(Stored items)
====
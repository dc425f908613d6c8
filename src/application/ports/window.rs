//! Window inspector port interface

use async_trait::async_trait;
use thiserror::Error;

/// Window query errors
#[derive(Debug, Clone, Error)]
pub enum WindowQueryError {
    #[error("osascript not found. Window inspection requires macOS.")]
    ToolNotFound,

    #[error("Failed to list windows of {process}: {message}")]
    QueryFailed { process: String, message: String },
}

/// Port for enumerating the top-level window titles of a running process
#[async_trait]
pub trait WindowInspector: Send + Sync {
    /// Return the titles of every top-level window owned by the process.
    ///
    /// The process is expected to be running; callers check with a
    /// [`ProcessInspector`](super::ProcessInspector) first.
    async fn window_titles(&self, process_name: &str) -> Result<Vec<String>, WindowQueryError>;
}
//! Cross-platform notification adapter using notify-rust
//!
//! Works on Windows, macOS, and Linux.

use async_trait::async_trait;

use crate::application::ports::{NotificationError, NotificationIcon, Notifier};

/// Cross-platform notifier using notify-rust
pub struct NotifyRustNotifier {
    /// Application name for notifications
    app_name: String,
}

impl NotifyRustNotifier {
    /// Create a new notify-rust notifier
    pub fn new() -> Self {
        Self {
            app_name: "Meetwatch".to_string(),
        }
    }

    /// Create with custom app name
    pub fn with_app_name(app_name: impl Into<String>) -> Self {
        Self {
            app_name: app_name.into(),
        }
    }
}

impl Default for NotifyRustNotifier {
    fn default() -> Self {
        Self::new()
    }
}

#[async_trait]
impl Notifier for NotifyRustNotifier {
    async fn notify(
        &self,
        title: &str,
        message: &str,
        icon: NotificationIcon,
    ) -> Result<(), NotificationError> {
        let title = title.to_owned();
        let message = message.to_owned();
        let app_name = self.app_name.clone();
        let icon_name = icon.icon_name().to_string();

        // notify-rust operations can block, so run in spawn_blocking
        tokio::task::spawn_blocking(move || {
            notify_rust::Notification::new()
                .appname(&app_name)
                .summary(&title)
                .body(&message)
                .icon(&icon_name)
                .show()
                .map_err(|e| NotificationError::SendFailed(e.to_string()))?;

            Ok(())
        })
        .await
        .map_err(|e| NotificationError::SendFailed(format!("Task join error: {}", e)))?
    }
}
====
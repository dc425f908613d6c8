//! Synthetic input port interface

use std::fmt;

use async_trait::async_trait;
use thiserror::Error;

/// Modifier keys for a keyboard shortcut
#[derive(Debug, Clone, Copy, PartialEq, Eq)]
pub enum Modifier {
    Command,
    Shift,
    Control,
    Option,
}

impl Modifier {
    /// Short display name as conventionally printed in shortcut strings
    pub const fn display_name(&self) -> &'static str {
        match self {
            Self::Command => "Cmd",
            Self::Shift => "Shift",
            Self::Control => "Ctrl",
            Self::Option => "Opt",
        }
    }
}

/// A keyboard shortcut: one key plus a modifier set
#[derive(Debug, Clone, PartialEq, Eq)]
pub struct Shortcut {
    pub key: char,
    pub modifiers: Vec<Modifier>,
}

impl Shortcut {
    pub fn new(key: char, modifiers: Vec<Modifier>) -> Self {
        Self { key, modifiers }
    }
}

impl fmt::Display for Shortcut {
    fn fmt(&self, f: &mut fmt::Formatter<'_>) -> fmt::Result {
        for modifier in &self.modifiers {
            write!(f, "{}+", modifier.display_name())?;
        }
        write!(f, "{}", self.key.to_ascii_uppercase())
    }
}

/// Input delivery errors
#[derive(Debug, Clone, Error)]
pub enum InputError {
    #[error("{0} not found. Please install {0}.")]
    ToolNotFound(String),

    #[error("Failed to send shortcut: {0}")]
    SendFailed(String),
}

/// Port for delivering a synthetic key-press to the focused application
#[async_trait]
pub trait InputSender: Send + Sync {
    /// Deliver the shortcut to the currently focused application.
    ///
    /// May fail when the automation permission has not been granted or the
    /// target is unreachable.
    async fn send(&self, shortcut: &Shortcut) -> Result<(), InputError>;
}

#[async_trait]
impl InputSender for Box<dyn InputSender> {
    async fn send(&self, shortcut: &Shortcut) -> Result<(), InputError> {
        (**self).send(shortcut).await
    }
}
====
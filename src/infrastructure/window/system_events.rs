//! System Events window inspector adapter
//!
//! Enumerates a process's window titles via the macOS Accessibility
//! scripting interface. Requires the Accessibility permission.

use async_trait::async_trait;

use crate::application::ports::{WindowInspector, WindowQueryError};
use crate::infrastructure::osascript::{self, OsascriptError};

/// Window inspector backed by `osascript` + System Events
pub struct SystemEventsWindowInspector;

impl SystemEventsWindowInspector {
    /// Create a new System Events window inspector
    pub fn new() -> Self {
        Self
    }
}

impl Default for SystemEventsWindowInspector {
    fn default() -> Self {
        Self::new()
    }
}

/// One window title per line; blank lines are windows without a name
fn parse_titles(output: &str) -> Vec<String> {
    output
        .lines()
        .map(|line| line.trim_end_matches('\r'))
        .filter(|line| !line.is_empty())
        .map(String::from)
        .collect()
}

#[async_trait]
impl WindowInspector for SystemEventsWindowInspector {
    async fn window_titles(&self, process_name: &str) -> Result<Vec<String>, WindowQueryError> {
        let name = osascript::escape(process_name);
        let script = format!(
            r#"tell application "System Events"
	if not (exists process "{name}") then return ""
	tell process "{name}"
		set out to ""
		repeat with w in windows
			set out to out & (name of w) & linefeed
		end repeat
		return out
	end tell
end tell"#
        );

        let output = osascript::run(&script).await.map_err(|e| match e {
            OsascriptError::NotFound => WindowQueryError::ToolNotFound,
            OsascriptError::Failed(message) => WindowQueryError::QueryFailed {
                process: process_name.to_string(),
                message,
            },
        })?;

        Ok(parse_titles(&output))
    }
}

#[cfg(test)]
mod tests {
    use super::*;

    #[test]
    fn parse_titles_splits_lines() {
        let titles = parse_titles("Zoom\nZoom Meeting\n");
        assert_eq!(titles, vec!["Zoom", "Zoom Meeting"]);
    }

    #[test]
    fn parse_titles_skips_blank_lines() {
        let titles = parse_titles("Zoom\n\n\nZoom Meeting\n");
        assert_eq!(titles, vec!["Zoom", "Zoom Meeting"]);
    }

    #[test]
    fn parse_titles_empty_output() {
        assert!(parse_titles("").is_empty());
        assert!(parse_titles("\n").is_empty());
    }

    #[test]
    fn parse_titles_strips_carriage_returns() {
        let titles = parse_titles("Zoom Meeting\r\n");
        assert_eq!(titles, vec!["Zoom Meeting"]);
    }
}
====
The output should be exactly the lines above from the line containing "notifier using notify-rust" to the line containing "run in spawn_blocking", inclusive, with no other lines.

**Solution for this exercise:**
/// Cross-platform notifier using notify-rust
pub struct NotifyRustNotifier {
    /// Application name for notifications
    app_name: String,
}

impl NotifyRustNotifier {
    /// Create a new notify-rust notifier
    pub fn new() -> Self {
        Self {
            app_name: "Meetwatch".to_string(),
        }
    }

    /// Create with custom app name
    pub fn with_app_name(app_name: impl Into<String>) -> Self {
        Self {
            app_name: app_name.into(),
        }
    }
}

impl Default for NotifyRustNotifier {
    fn default() -> Self {
        Self::new()
    }
}

#[async_trait]
impl Notifier for NotifyRustNotifier {
    async fn notify(
        &self,
        title: &str,
        message: &str,
        icon: NotificationIcon,
    ) -> Result<(), NotificationError> {
        let title = title.to_owned();
        let message = message.to_owned();
        let app_name = self.app_name.clone();
        let icon_name = icon.icon_name().to_string();

        // notify-rust operations can block, so run in spawn_blocking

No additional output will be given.